Hi, Tvrtko

On 03.05.2022 15:44, Tvrtko Ursulin wrote:
> 
> Hi,
> 
> On 29/04/2022 16:11, Adrian Larumbe wrote:
> > I915_PARAM_HAS_CONTEXT_ISOLATION was already being used as a boolean by
> > both Iris and Vulkan , and stood for the guarantee that, when creating a
> > new context, all state set by it will not leak to any other context.
> > 
> > However the actual return value was a bitmask where every bit stood for an
> > initialised engine, and IGT test gem_ctx_isolation makes use of this mask
> > for deciding on the actual context engine isolation status.
> > 
> > However, we do not provide UAPI for IGT tests, so the value returned by the
> > PARAM ioctl has to reflect Mesa usage as a boolean.
> 
> a)
> I suggest splitting into two patches. One changes the semantics to boolean, 
> second one changes it for RCS+CCS.
> 
> b)
> What about test coverage - both for platforms with RCS+CSS (media and blitter 
> stop being tested - all coverage is gone basically) and also for pre Gen8 
> platforms, are there failures expected there? (Test will try to run on some 
> engines which do not support isolation now, no?)

Do you mean IGT tests?
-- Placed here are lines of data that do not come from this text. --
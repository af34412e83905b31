//! Reward dispensing.
//!
//! One feed cycle drives the dispenser motor until the mechanical
//! confirmation switch engages, then keeps driving until it releases
//! again: seeing both edges proves a full revolution rather than a
//! partial one. A mutual-exclusion lock serializes cycles, and a minimum
//! interval after each cycle vetoes immediate re-triggering; both are
//! observable from the edge-callback context through [`FeedStatus`]
//! without taking any lock.

use std::sync::atomic::{AtomicBool, AtomicU64, Ordering};
use std::sync::Arc;
use std::thread;
use std::time::{Duration, Instant};

use parking_lot::Mutex;
use thiserror::Error;
use tracing::{debug, info};

use super::{DigitalInput, DigitalOutput};
use crate::config::TimingConfig;

/// Why a feed request was refused.
#[derive(Error, Debug, Clone, Copy, PartialEq, Eq)]
pub enum FeedError {
    /// A cycle is already running, or the minimum interval since the
    /// last cycle has not elapsed. The request is dropped, not queued.
    #[error("feed cycle in progress or cooldown active")]
    Busy,
}

/// Feed-cycle state shared with the edge-callback context.
///
/// Callbacks only load atomics here; the cycle lock itself is never
/// taken outside the main loop.
pub struct FeedStatus {
    origin: Instant,
    feeding: AtomicBool,
    /// Milliseconds from `origin` to the end of the last feed;
    /// `u64::MAX` until the first cycle completes.
    last_end_ms: AtomicU64,
}

impl FeedStatus {
    fn new(origin: Instant) -> Self {
        Self {
            origin,
            feeding: AtomicBool::new(false),
            last_end_ms: AtomicU64::new(u64::MAX),
        }
    }

    /// Whether a feed cycle is currently running.
    #[must_use]
    pub fn is_feeding(&self) -> bool {
        self.feeding.load(Ordering::Acquire)
    }

    /// Time since the last completed cycle, `None` before the first.
    #[must_use]
    pub fn since_last_feed(&self, now: Instant) -> Option<Duration> {
        let end_ms = self.last_end_ms.load(Ordering::Acquire);
        if end_ms == u64::MAX {
            return None;
        }
        let now_ms = now.saturating_duration_since(self.origin).as_millis() as u64;
        Some(Duration::from_millis(now_ms.saturating_sub(end_ms)))
    }

    fn mark_end(&self, now: Instant) {
        let now_ms = now.saturating_duration_since(self.origin).as_millis() as u64;
        self.last_end_ms.store(now_ms, Ordering::Release);
    }
}

/// Motor/switch poll intervals and the cooldown.
#[derive(Debug, Clone)]
pub struct FeederTiming {
    /// Minimum interval between cycles
    pub min_interval: Duration,
    /// Poll interval while waiting for the switch to engage
    pub engage_poll: Duration,
    /// Poll interval while waiting for the switch to release
    pub release_poll: Duration,
}

impl From<&TimingConfig> for FeederTiming {
    fn from(timing: &TimingConfig) -> Self {
        Self {
            min_interval: Duration::from_millis(timing.min_feed_interval_ms),
            engage_poll: Duration::from_millis(timing.feed_engage_poll_ms),
            release_poll: Duration::from_millis(timing.feed_release_poll_ms),
        }
    }
}

struct Drive {
    motor: Box<dyn DigitalOutput>,
    standby: Box<dyn DigitalOutput>,
}

/// Serializes and executes reward-dispense cycles.
///
/// `feed` takes `&self`; the motor outputs live behind the cycle lock so
/// concurrent callers contend on `try_lock` and observe [`FeedError::Busy`]
/// instead of overlapping cycles.
pub struct FeederController {
    drive: Mutex<Drive>,
    switch: Box<dyn DigitalInput>,
    status: Arc<FeedStatus>,
    timing: FeederTiming,
}

impl FeederController {
    /// Wrap the motor outputs and confirmation switch.
    ///
    /// `motor` is the driven direction; `standby` is the opposite
    /// direction's output, held inactive through every cycle.
    pub fn new(
        mut motor: Box<dyn DigitalOutput>,
        mut standby: Box<dyn DigitalOutput>,
        switch: Box<dyn DigitalInput>,
        timing: FeederTiming,
    ) -> Self {
        motor.set(false);
        standby.set(false);
        Self {
            drive: Mutex::new(Drive { motor, standby }),
            switch,
            status: Arc::new(FeedStatus::new(Instant::now())),
            timing,
        }
    }

    /// Shared status handle for the edge-callback veto.
    #[must_use]
    pub fn status(&self) -> Arc<FeedStatus> {
        Arc::clone(&self.status)
    }

    /// Run one reward-dispense cycle.
    ///
    /// Blocks until the mechanism completes a full revolution. There is
    /// no mid-cycle cancellation; a cycle, once started, runs to
    /// mechanical completion.
    ///
    /// # Errors
    ///
    /// Returns [`FeedError::Busy`] when a cycle is already running or
    /// `now` is within the minimum interval after the last cycle; the
    /// caller must not retry immediately.
    pub fn feed(&self, now: Instant) -> Result<(), FeedError> {
        let Some(mut drive) = self.drive.try_lock() else {
            debug!("feed request dropped: cycle in progress");
            return Err(FeedError::Busy);
        };
        if let Some(elapsed) = self.status.since_last_feed(now) {
            if elapsed < self.timing.min_interval {
                debug!(?elapsed, "feed request dropped: cooldown active");
                return Err(FeedError::Busy);
            }
        }
        self.status.feeding.store(true, Ordering::Release);
        info!("dispensing reward");

        drive.standby.set(false);
        drive.motor.set(true);
        while !self.switch.is_active() {
            thread::sleep(self.timing.engage_poll);
        }
        while self.switch.is_active() {
            thread::sleep(self.timing.release_poll);
        }
        drive.motor.set(false);
        drive.standby.set(false);

        self.status.mark_end(Instant::now());
        self.status.feeding.store(false, Ordering::Release);
        Ok(())
    }
}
I think gem_ctx_isolation.c has to be rewritten so that
the engine isolation status of the different devices is somehow hard-coded
into the test, perhaps something like the intel_device_info struct in the
kernel.

> This change only made sense after compute engine support was added to the
> driver in commit 944823c9463916dd53f3 ("drm/i915/xehp: Define compute class
> and engine") because no context isolation can be assumed on any device with
> both RCS annd CCS engines.

>Isn't it an arbitrary decision when thinking about other engine classes 
>(media, blitter) on those platforms? Commit message should be clear in that 
>respect.

I think the change was required because the addition of a CCS engine broke
pre-existing assumptions about engine context isolation, but only when
coexisting with an RCS engine in the same device. I wouldn't know about other
engines, but I'll ask around.

> Also, looking at iris:
> 
>    if (iris_getparam_integer(fd, I915_PARAM_HAS_CONTEXT_ISOLATION) <= 0) {
>       debug_error("Kernel is too old for Iris. Consider upgrading to kernel 
> v4.16.\n");
>       return NULL;
>    }
> 
> Won't this make Iris fail on RCS+CCS platforms - or I need to look at a newer 
> branch/pull request? What is the plan there?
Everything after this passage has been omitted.